Segment Start: EXCERPTED DATA
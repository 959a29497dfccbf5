//! HTTP API server for checkout and payment settlement.
//!
//! Maps the cart, checkout, settlement and order query operations to REST
//! endpoints, with structured logging (tracing) and Prometheus metrics.

pub mod config;
pub mod error;
pub mod routes;

use std::sync::Arc;

use axum::Router;
use axum::routing::{get, post};
use messaging::{MessageBus, OrderStatusPublisher};
use metrics_exporter_prometheus::PrometheusHandle;
use store::Store;
use tower_http::cors::{Any, CorsLayer};
use tower_http::trace::TraceLayer;
use workflow::{CartService, CheckoutOrchestrator, OrderQueries, SettlementProcessor};

/// Shared application state accessible from all handlers.
pub struct AppState<S: Store> {
    pub cart: CartService<S>,
    pub checkout: CheckoutOrchestrator<S>,
    pub settlement: SettlementProcessor<S>,
    pub orders: OrderQueries<S>,
}

/// Creates the Axum application router with all routes and shared state.
pub fn create_app<S: Store + Clone + 'static>(
    state: Arc<AppState<S>>,
    metrics_handle: PrometheusHandle,
) -> Router {
    let metrics_router = Router::new()
        .route("/metrics", get(routes::metrics::get))
        .with_state(metrics_handle);

    Router::new()
        .route("/health", get(routes::health::check))
        .route("/cart", post(routes::cart::add_item::<S>))
        .route("/cart/{user_id}", get(routes::cart::get::<S>))
        .route("/orders", post(routes::orders::checkout::<S>))
        .route("/orders/{id}", get(routes::orders::get::<S>))
        .route("/users/{user_id}/orders", get(routes::orders::list_for_user::<S>))
        .route("/payments/webhook", post(routes::payments::webhook::<S>))
        .with_state(state)
        .merge(metrics_router)
        .layer(
            CorsLayer::new()
                .allow_origin(Any)
                .allow_methods(Any)
                .allow_headers(Any),
        )
        .layer(TraceLayer::new_for_http())
}

/// Creates the application state over one store, publishing order-status
/// events to `topic` on `bus`.
pub fn create_default_state<S: Store + Clone + 'static>(
    store: S,
    bus: Arc<dyn MessageBus>,
    topic: &str,
) -> Arc<AppState<S>> {
    let publisher = OrderStatusPublisher::new(bus, topic);

    Arc::new(AppState {
        cart: CartService::new(store.clone()),
        checkout: CheckoutOrchestrator::new(store.clone()),
        settlement: SettlementProcessor::new(store.clone(), publisher),
        orders: OrderQueries::new(store),
    })
}
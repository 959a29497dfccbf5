//! Shared types for the order-processing backend.
//!
//! Everything here is plain data: identifiers, money and the persisted
//! order status. Behaviour lives in the `domain` and `workflow` crates.

pub mod money;
pub mod status;
pub mod types;

pub use money::Money;
pub use status::{OrderStatus, ParseStatusError};
pub use types::{LineId, OrderId, ProductId, UserId};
Segment End: EXCERPTED DATA
* EXERCISE BRIEF *
Every line above that holds the string "application" should be copied out.

* FINISHED EXERCISE *
/// Shared application state accessible from all handlers.
/// Creates the Axum application router with all routes and shared state.
/// Creates the application state over one store, publishing order-status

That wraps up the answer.